» **Records drawn from a dataset**
>>

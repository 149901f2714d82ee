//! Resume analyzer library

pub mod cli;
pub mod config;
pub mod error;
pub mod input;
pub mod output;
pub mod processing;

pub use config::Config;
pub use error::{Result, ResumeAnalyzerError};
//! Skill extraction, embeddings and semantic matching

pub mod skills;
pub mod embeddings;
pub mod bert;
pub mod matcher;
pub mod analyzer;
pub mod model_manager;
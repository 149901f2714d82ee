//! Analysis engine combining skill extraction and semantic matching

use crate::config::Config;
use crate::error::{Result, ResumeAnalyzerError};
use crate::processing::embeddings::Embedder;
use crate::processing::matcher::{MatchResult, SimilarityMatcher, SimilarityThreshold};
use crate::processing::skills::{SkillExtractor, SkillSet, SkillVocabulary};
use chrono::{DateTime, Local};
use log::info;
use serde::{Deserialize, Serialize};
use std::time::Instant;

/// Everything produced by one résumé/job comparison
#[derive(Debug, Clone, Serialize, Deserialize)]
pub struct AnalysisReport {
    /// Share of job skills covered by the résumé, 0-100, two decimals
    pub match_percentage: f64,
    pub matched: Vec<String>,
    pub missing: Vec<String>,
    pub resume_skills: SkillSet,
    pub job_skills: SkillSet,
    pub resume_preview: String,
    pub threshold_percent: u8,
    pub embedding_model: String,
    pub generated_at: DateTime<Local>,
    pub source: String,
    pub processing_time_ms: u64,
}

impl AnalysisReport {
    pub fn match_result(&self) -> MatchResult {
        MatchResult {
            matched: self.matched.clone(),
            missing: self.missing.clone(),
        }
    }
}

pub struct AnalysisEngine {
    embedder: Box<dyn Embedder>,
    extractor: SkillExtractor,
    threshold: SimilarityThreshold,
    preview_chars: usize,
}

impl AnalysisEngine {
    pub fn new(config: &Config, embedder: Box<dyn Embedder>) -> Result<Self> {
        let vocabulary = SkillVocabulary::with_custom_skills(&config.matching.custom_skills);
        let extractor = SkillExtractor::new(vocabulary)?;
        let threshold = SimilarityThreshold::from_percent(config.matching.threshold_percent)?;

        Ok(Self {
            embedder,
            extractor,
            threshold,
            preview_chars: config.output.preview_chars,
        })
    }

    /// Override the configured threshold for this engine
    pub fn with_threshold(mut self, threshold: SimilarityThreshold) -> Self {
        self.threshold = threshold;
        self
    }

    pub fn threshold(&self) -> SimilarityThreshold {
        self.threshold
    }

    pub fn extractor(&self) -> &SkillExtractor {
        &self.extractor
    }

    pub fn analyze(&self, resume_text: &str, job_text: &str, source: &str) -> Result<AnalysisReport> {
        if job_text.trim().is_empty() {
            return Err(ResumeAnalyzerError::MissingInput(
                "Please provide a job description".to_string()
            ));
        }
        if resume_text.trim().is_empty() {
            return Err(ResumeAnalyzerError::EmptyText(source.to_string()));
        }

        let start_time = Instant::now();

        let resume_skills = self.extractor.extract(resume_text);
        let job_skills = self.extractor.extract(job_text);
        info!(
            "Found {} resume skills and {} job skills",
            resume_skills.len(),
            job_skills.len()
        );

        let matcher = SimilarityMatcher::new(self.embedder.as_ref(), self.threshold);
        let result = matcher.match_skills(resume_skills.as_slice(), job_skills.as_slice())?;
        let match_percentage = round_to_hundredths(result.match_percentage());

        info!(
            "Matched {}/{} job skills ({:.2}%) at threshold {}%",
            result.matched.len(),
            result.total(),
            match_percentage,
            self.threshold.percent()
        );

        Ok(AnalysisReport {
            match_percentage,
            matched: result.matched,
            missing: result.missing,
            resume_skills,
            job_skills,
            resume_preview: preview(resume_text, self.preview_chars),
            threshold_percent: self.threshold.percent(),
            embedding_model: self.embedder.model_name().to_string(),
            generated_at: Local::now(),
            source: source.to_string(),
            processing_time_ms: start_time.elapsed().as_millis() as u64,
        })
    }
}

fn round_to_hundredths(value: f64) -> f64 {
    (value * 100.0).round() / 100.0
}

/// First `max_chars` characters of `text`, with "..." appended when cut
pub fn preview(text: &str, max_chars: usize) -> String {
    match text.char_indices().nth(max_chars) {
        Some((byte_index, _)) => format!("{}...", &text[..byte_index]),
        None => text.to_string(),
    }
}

<<
>>

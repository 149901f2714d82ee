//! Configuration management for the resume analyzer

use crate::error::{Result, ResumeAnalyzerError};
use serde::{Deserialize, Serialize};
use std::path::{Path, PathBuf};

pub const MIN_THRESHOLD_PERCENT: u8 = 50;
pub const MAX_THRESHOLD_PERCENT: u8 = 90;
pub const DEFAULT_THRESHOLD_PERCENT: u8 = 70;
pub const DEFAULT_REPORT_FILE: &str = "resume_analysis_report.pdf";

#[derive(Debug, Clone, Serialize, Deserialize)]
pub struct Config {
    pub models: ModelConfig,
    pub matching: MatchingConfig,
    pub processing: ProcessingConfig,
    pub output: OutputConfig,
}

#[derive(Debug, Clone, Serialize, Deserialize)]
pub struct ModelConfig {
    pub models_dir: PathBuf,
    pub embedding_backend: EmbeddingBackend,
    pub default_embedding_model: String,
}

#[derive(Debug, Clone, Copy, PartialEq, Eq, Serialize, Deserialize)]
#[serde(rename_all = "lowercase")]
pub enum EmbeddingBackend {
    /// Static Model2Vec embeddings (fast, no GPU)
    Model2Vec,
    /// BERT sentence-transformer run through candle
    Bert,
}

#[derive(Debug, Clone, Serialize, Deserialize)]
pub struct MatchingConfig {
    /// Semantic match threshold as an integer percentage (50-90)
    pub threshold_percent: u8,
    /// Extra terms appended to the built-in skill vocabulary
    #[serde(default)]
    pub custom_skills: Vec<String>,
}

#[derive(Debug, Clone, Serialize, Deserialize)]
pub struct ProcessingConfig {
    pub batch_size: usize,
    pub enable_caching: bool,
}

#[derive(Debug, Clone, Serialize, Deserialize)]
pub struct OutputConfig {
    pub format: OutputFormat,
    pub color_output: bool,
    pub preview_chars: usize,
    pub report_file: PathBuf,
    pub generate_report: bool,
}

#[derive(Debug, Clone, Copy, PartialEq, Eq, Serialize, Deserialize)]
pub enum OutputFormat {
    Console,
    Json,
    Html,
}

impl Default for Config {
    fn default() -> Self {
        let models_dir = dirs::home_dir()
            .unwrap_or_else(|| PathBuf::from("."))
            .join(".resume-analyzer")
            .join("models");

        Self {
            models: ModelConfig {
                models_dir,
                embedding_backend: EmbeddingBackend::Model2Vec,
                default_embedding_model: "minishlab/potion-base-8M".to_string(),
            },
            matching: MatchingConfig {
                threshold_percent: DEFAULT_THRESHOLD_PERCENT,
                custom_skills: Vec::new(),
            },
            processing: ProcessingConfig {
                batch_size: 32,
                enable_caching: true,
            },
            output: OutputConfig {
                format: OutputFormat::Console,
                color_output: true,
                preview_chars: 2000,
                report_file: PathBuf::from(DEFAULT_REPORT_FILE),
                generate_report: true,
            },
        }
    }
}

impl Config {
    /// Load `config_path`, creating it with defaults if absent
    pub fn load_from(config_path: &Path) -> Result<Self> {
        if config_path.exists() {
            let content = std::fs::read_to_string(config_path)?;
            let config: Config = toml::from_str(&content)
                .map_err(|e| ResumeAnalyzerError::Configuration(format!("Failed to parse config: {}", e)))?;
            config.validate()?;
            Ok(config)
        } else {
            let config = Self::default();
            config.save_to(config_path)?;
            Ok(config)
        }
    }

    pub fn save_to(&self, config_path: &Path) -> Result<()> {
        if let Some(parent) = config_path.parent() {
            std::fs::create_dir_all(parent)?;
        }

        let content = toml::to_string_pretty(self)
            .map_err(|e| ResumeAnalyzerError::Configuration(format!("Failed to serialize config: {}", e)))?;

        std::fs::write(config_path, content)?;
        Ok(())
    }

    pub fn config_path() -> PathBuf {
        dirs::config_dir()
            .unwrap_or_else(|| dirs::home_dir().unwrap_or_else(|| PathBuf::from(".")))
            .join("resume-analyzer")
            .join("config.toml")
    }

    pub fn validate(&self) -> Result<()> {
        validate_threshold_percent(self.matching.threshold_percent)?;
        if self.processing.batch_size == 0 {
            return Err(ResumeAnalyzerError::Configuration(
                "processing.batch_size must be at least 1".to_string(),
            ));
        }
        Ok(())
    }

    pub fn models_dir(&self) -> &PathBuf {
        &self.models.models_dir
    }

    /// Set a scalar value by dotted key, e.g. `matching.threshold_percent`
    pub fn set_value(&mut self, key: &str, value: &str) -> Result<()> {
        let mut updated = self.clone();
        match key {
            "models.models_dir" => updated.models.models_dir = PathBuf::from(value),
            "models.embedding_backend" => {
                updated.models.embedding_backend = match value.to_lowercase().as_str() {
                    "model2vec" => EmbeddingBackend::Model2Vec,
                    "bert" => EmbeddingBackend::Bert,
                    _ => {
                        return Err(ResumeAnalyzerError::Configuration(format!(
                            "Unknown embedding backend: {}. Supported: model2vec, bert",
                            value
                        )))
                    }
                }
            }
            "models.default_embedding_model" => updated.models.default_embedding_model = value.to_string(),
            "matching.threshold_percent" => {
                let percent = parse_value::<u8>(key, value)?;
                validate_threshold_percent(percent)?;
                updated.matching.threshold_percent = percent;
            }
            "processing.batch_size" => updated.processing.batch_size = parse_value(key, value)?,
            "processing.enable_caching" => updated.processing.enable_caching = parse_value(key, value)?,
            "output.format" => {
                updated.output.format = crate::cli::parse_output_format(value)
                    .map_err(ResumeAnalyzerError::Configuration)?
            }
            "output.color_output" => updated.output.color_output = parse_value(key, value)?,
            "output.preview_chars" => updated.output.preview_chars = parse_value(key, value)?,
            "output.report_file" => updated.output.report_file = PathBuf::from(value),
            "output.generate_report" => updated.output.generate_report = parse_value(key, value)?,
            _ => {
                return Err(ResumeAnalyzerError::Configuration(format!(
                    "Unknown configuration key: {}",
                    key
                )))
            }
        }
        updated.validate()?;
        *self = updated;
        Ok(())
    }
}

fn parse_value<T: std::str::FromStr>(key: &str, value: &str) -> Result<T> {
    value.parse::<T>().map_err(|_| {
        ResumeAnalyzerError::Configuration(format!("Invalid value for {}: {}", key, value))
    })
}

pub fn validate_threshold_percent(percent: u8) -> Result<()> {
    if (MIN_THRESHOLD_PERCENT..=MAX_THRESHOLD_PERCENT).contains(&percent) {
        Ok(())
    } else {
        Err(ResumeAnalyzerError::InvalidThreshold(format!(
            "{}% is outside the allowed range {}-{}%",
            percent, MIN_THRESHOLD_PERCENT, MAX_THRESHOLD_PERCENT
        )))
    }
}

<<

» **Exercise requirements**
Check every line of the data, and copy the ones that contain "appended".

» **Task solution**
/// First `max_chars` characters of `text`, with "..." appended when cut
    /// Extra terms appended to the built-in skill vocabulary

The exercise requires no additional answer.